'No Cause for Alarm' Over SW15 House Price Fall |
||||||||||||||||||||||||||||||||||||||||||||||||||||||||||||||||||||||||||||||||||||||||||||||||||||||||||||||||||||||||||||||||||||||||||||||||||||||||||||||||
Latest official figures show average down by a fifth in third quarter
December 1, 2023 Caution is being urged over new data which shows the average price of a home falling by a fifth in the SW15 postcode area. According to figures from the Land Registry for the third quarter of this year, there were 111 residential properties sold at an average price of £842,434 which is 20.4% below the level in the same quarter of 2022. However, local estate agents point out that the apparent sharp decline has been caused more by a shift in the type of properties changing hands rather than a general collapse in the market.
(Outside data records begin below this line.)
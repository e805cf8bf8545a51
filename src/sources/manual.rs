use std::collections::{BTreeMap, HashSet};

use anyhow::{anyhow, bail, Result};
use async_trait::async_trait;
use chrono::NaiveDate;
use serde::{Deserialize, Serialize};

use super::{ensure_supported, Source};
use crate::models::{Category, FieldValue, Record};

const SUPPORTED: [Category; 1] = [Category::Subjective];

#[derive(Debug, Clone, Copy, PartialEq, Eq, Serialize, Deserialize)]
#[serde(rename_all = "lowercase")]
pub enum TrackingKind {
    Bool,
    Number,
    Percentage,
}

/// A subjective measurement the user has chosen to track every day.
#[derive(Debug, Clone, PartialEq, Serialize, Deserialize)]
#[serde(rename_all = "camelCase")]
pub struct TrackingItem {
    pub name: String,
    pub kind: TrackingKind,
}

impl TrackingItem {
    pub fn new(name: impl Into<String>, kind: TrackingKind) -> Self {
        Self {
            name: name.into(),
            kind,
        }
    }

    fn validate(&self, value: &FieldValue) -> Result<()> {
        match (self.kind, value) {
            (TrackingKind::Bool, FieldValue::Bool(_)) => Ok(()),
            (TrackingKind::Number, FieldValue::Number(number)) if number.is_finite() => Ok(()),
            (TrackingKind::Percentage, FieldValue::Number(number))
                if (0.0..=100.0).contains(number) =>
            {
                Ok(())
            }
            (kind, other) => Err(anyhow!(
                "answer for '{}' must be a {kind:?} value, got {other:?}",
                self.name
            )),
        }
    }
}

/// Asks the user for the tracked values of one day.
///
/// Returning `Ok(None)` means the user skipped the date; it stays missing.
#[async_trait]
pub trait EntryPrompt: Send + Sync {
    async fn ask(
        &self,
        date: NaiveDate,
        items: &[TrackingItem],
    ) -> Result<Option<BTreeMap<String, FieldValue>>>;
}

pub struct ManualEntrySource<P> {
    name: String,
    items: Vec<TrackingItem>,
    prompt: P,
}

impl<P: EntryPrompt> ManualEntrySource<P> {
    pub fn new(items: Vec<TrackingItem>, prompt: P) -> Result<Self> {
        let mut seen = HashSet::new();
        for item in &items {
            if item.name.trim().is_empty() {
                bail!("tracking item names must not be empty");
            }
            if !seen.insert(item.name.as_str()) {
                bail!("tracking item '{}' is declared more than once", item.name);
            }
        }

        Ok(Self {
            name: "manual".into(),
            items,
            prompt,
        })
    }

    pub fn items(&self) -> &[TrackingItem] {
        &self.items
    }
}

#[async_trait]
impl<P: EntryPrompt> Source for ManualEntrySource<P> {
    fn name(&self) -> &str {
        &self.name
    }

    fn supported_categories(&self) -> &[Category] {
        &SUPPORTED
    }

    async fn fetch(&self, category: Category, date: NaiveDate) -> Result<Option<Record>> {
        ensure_supported(self, category)?;

        let Some(mut answers) = self.prompt.ask(date, &self.items).await? else {
            return Ok(None);
        };

        let mut record = Record::new(Category::Subjective, date);
        for item in &self.items {
            // Items left unanswered stay absent from the record.
            if let Some(value) = answers.remove(&item.name) {
                item.validate(&value)?;
                record.insert(item.name.clone(), value);
            }
        }

        if let Some(unknown) = answers.keys().next() {
            bail!("answer for undeclared tracking item '{unknown}'");
        }

        Ok(Some(record))
    }
}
A far smaller proportion of the transactions recently have involved larger houses which is the main factor behind the steep fall. However, it does appear that, on a like for like basis, the market is on a downward trend with the price of the average terrace house dropping by 5.2% on the year although remaining comfortably above the million pound mark. Flats too have seen a fall to an average of £551,189 down 2.6% The top priced property during the latest three months was a six-bedroom house on Chartfield Avenue which sold for £3,800,000 and a flat in the Gilbert Scott Building fetched over £2,000,000. Even these prices are well down on those seen earlier in the year. The highest price for a home in the area so far in 2023 was paid in January at £5,250,000 also for a house on Chartfield Avenue. One Putney based agent commented, “There has been some softness in prices in the latter half of this year, but they are not really down by a fifth so there is no cause for alarm. The top end has been relatively the most resilient through the pandemic and the rise in interest rates as buyers tend to already have lots of equity in the market and a large house in a good London postcode area will always have a scarcity value. Even so, I detect increased caution from buyers whereas sellers are reluctant to accept bids much under asking which is causing a stand-off in many potential sales. There perhaps needs to be a mental adjustment made that we are entering a period of structurally higher interest rates but, at the same time, there is an increasing belief that they may have peaked. With the rental market still robust, that suggests that there is very good price support for Putney and Roehampton across all types of home. “
Copyright notice: All figures in this article are based on data released by the Land Registry. The numbers are derived from analysis performed by PutneySW15.com. Any use of these numbers should jointly attribute the Land Registry and PutneySW15.com The more current Nationwide House Price index showed that average prices across the country were up slightly compared with October but down by 2% over last year. Commenting on the figures, Robert Gardner, Nationwide's Chief Economist, said, “UK house prices rose by 0.2% in November, after taking account of seasonal effects. This was the third successive monthly increase and resulted in an improvement in the annual rate of house price growth from -3.3% in October, to -2.0%. While this remains weak, it is the strongest outturn for nine months. “There has been a significant change in market expectations for the future path of Bank Rate in recent months which, if sustained, could provide much needed support for housing market activity. “In mid-August, investors had expected the Bank of England to raise rates to a peak of around 6% and lower them only modestly (to c.4%) over the next five years. By the end of November, this had shifted to a view that rates have now peaked (at 5.25%) and that they will be lowered to around 3.5% in the years ahead. “These shifts are important as they have led to a decline in the longer-term interest rates (swap rates) that underpin fixed rate mortgage pricing, as shown below. If sustained, this will help to ease the affordability pressures that have been stifling housing market activity in recent quarters, where the number of mortgage approvals for house purchases has been running at c.30% below pre-pandemic levels. “While mortgage rates are unlikely to return to the lows prevailing in the aftermath of the pandemic, modestly lower borrowing costs, together with solid rates of income growth and weak/negative house price growth, should help underpin a modest rise in activity in the quarters ahead. “Nevertheless, a rapid rebound still appears unlikely. Cost-of-living pressures are easing, with the rate of inflation now running below the rate of average wage growth, but consumer confidence remains weak, and surveyors continue to report subdued levels of new buyer enquiries.”